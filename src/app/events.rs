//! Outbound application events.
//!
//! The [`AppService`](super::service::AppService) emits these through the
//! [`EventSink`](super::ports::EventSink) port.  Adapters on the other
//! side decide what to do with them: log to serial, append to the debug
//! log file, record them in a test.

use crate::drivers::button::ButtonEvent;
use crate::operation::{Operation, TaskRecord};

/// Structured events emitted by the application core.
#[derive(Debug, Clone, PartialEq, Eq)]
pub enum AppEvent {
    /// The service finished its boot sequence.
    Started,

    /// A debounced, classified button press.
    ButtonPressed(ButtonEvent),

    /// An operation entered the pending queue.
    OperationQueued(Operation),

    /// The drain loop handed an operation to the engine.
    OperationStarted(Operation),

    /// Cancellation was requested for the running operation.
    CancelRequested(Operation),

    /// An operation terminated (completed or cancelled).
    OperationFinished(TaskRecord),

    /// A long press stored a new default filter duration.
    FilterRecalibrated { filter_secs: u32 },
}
==
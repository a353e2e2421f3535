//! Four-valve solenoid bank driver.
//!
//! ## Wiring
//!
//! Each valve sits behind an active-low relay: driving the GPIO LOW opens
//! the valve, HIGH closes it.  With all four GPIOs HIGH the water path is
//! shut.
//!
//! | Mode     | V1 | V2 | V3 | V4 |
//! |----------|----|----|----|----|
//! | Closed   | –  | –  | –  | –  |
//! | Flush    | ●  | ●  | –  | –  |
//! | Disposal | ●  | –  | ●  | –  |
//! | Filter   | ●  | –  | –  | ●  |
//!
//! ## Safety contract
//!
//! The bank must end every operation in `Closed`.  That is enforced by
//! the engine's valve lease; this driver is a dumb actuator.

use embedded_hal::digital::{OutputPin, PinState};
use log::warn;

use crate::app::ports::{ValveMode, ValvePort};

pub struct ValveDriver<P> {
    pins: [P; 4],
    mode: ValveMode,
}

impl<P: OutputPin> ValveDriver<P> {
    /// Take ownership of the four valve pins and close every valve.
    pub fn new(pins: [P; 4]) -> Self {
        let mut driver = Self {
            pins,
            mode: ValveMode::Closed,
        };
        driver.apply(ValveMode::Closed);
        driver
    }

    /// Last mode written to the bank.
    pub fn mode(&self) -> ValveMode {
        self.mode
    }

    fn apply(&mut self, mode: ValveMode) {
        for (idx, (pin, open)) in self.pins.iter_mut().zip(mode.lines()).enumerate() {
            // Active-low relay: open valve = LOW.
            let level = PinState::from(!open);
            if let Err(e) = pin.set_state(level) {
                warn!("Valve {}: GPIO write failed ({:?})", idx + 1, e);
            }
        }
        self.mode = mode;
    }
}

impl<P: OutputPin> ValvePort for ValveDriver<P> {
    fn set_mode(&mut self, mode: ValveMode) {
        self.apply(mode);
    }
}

ABOUT THIS TASK
The total is all that is wanted here: please count the lines of the material that contain the word "level".

TASK RESPONSE
2